Адъютанта вызывали затем, чтобы сообщить: завтра прибывает хозяин, и это известие вывело его наконец из шока. Он бегал по двору, отдавая команды притихшим деду Трофиму и Пелагее. Саша должна была произвести генеральную уборку в хате. Ее била лихорадка до самой минуты, когда она встала с тряпкой и ведром в двери горницы, будто натолкнувшись на черные, никуда не отпускающие зрачки. Она не знала, сколько стояла так под гипнотическим сознанием того, что этой надменной женщины с пышными волосами уже нет на свете. Но странно: в мертвящей глубине неподвижных зрачков, которая так давила Сашу, теперь, когда женщина была действительно мертва, прошло медленное, как первая зимняя оттепель, живое движение.

Девочка была далека от вящей древней мысли о равенстве людей перед смертью, но, ничего не чувствуя, кроме влекущей власти вдруг словно задышавшего лица, она, помимо своей воли и нещадно противясь этому, стала различать в нем что-то похожее на раскаянье, тоже приходящее к человеку на его последней черте. Она поставила ведро на пол.
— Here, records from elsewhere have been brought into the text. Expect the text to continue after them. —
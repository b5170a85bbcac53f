//! Book instance (physical copy) model and related types

use std::{fmt, str::FromStr};

use chrono::NaiveDate;
use serde::{Deserialize, Serialize};
use sqlx::{postgres::PgRow, FromRow, Row};
use utoipa::ToSchema;

use super::{Book, Resource};

/// Copy status (closed set)
#[derive(Debug, Clone, Copy, PartialEq, Eq, Serialize, Deserialize, ToSchema)]
pub enum CopyStatus {
    Available,
    Maintenance,
    Loaned,
    Reserved,
}

impl CopyStatus {
    /// Every status, in the order forms offer them
    pub const NAMES: &'static [&'static str] = &["Available", "Maintenance", "Loaned", "Reserved"];

    pub fn as_str(&self) -> &'static str {
        match self {
            CopyStatus::Available => "Available",
            CopyStatus::Maintenance => "Maintenance",
            CopyStatus::Loaned => "Loaned",
            CopyStatus::Reserved => "Reserved",
        }
    }
}

impl Default for CopyStatus {
    fn default() -> Self {
        CopyStatus::Maintenance
    }
}

impl FromStr for CopyStatus {
    type Err = String;

    fn from_str(s: &str) -> Result<Self, Self::Err> {
        match s {
            "Available" => Ok(CopyStatus::Available),
            "Maintenance" => Ok(CopyStatus::Maintenance),
            "Loaned" => Ok(CopyStatus::Loaned),
            "Reserved" => Ok(CopyStatus::Reserved),
            other => Err(format!("unknown copy status: {}", other)),
        }
    }
}

impl fmt::Display for CopyStatus {
    fn fmt(&self, f: &mut fmt::Formatter<'_>) -> fmt::Result {
        f.write_str(self.as_str())
    }
}

fn decode_status(row: &PgRow) -> Result<CopyStatus, sqlx::Error> {
    let raw: String = row.try_get("status")?;
    raw.parse().map_err(|e: String| sqlx::Error::ColumnDecode {
        index: "status".to_string(),
        source: e.into(),
    })
}

/// Full book instance model from database
#[derive(Debug, Clone, PartialEq, Serialize, Deserialize, ToSchema)]
pub struct BookInstance {
    pub id: i32,
    /// Reference to the copied book
    pub book_id: i32,
    pub imprint: String,
    pub status: CopyStatus,
    pub due_back: Option<NaiveDate>,
}

impl<'r> FromRow<'r, PgRow> for BookInstance {
    fn from_row(row: &'r PgRow) -> Result<Self, sqlx::Error> {
        Ok(Self {
            id: row.try_get("id")?,
            book_id: row.try_get("book_id")?,
            imprint: row.try_get("imprint")?,
            status: decode_status(row)?,
            due_back: row.try_get("due_back")?,
        })
    }
}

impl Resource for BookInstance {
    fn url(&self) -> String {
        format!("/catalog/bookinstance/{}", self.id)
    }
}

/// Book instance with its book resolved
#[derive(Debug, Clone, PartialEq, Serialize)]
pub struct BookInstanceDetails {
    pub id: i32,
    /// `None` when the stored reference no longer resolves
    pub book: Option<Book>,
    pub imprint: String,
    pub status: CopyStatus,
    pub due_back: Option<NaiveDate>,
}

impl Resource for BookInstanceDetails {
    fn url(&self) -> String {
        format!("/catalog/bookinstance/{}", self.id)
    }
}

/// Book instance fields written on create / update (full replace)
#[derive(Debug, Clone, PartialEq)]
pub struct BookInstanceData {
    pub book_id: i32,
    pub imprint: String,
    pub status: CopyStatus,
    pub due_back: Option<NaiveDate>,
}

/// Filter for book instance queries
#[derive(Debug, Clone, Copy, Default, PartialEq, Eq)]
pub struct BookInstanceFilter {
    pub book_id: Option<i32>,
    pub status: Option<CopyStatus>,
}

impl BookInstanceFilter {
    pub fn by_book(book_id: i32) -> Self {
        Self { book_id: Some(book_id), ..Default::default() }
    }

    pub fn by_status(status: CopyStatus) -> Self {
        Self { status: Some(status), ..Default::default() }
    }
}

/// Book instance as submitted through the form, kept verbatim for re-display
#[derive(Debug, Clone, Default, Serialize)]
pub struct BookInstanceForm {
    #[serde(skip_serializing_if = "Option::is_none")]
    pub id: Option<i32>,
    pub book: String,
    pub imprint: String,
    pub status: String,
    pub due_back: String,
}

impl From<&BookInstance> for BookInstanceForm {
    fn from(instance: &BookInstance) -> Self {
        Self {
            id: Some(instance.id),
            book: instance.book_id.to_string(),
            imprint: instance.imprint.clone(),
            status: instance.status.to_string(),
            due_back: instance.due_back.map(|d| d.to_string()).unwrap_or_default(),
        }
    }
}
Адъютант почему-то не подгонял ее, как обычно, видимо, не смел нарушить торжество момента, и Саша продолжала всматриваться в немку… Перед ней уже не было никакого истукана, и с запоздалой горькой иронией девочка вспомнила о своем постоянном унизительном страхе перед немкой.

Почему-то она представила, как хоронили жену коменданта — там, в неведомом каменном Мюнхене, но ничего не могла вообразить. Память настойчиво обращала ее ко дню похорон бабушки, промозглому и ветреному, осыпающему мягкое бабушкино личико холодной водяной пылью. В ее мозгу рисовался только тот день, только взмывающие ивовые прутья, и образ немки смещался, исчезал…

Герр вернулся ранним утром — чуть брезжил рассвет…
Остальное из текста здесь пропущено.